Each time I have taken the Whole Horse Dissection course taught by Ivana Ruddock there is an in depth and very emotional discussion about why horses were not made for riding. But rather than coming away distraught by the concept of curtailing this lifelong passion of mine, I instead vow to be the most educated and lightest rider that I can be and to be a steward to the horse by sharing what I have learned with every horse owner and rider that I know. While it is clear to me that they were not placed on this earth for our benefit, I do believe that we can provide great lives for our horses by riding with awareness and intelligence and by truly riding for the horse’s health and longevity. A trainer that I worked with years ago told me “to put brains in my fingertips”. I have never forgotten that statement and now through the education that I am pursuing as it relates to my efficacy as an Equine Bodyworker and a rider I have added to it to put brains in every part of my body as I ride my wonderful horse. Good riding as we know is an art, it is a lifelong journey to be the best that WE can be for our equine partners. I am honored and very thankful to have even taken a few steps on this path.

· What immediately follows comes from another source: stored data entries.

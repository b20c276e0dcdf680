use ndarray::Array3;
use rand::Rng;
use rand_distr::{Distribution, UnitSphere};

use crate::{grid::Grid, transform::from_cartesian};

#[cfg(test)]
mod tests {
    use super::*;
    use rand::{rngs::StdRng, SeedableRng};
    use std::f64::consts::{FRAC_PI_2, TAU};

    #[test]
    fn random_field_is_on_the_upper_hemisphere() {
        let mut rng = StdRng::seed_from_u64(9);
        let field = random_uniform(8, 5, &mut rng);
        assert_eq!(field.shape(), (8, 5, 2));
        assert!(field.channel(0).iter().all(|a| (0.0..TAU).contains(a)));
        assert!(field.channel(1).iter().all(|c| (0.0..=FRAC_PI_2).contains(c)));
    }

    #[test]
    fn seeded_fields_repeat() {
        let a = random_uniform(3, 3, &mut StdRng::seed_from_u64(1));
        let b = random_uniform(3, 3, &mut StdRng::seed_from_u64(1));
        assert_eq!(a, b);
    }
}

/// Orientation field of `rows × cols` axes drawn uniformly from the sphere,
/// stored as upper-hemisphere (azimuth, colatitude) pairs.
pub fn random_uniform<R: Rng + ?Sized>(rows: usize, cols: usize, rng: &mut R) -> Grid<f64> {
    let mut data = Array3::<f64>::zeros((rows, cols, 2));
    for i in 0..rows {
        for j in 0..cols {
            let [x, y, z]: [f64; 3] = UnitSphere.sample(rng);
            let (azimuth, colatitude) = from_cartesian(&nalgebra::Vector3::new(x, y, z));
            data[[i, j, 0]] = azimuth;
            data[[i, j, 1]] = colatitude;
        }
    }
    Grid::from_array(data)
}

I came across a fascinating article on Horse Collaborative by Katja Bredlau-Morich
“The longtime rider in me says yes. After all, horses look like they are absolutely made for it; not too big and not too small; strong, agile with enough space on their back to carry a human, as they have done for centuries.
“However, in addition to being a rider I am also an equine physical therapist, and in learning all about equine anatomy—bones, muscles, joints, tendons and ligaments—I have come to the conclusion that I do not believe horses are meant to be ridden.”
She goes on with numerous examples and diagrams that support her ideas. She ends with:
“And still, I ride. I’m not ignoring all these anatomical facts I mentioned above. Not at all. I am very aware of it every time I get on my horse. I try to take these facts into consideration during and after riding to minimize any potential damage.
“The fact is, however, each time we ride, no matter how good of a rider we are, we will cause some micro-trauma to our horse. To keep this to a minimum, it is crucial to take good care of them. In my opinion, every horse that is ridden will benefit from bodywork, massage and physical therapy because being ridden is not their benefit.”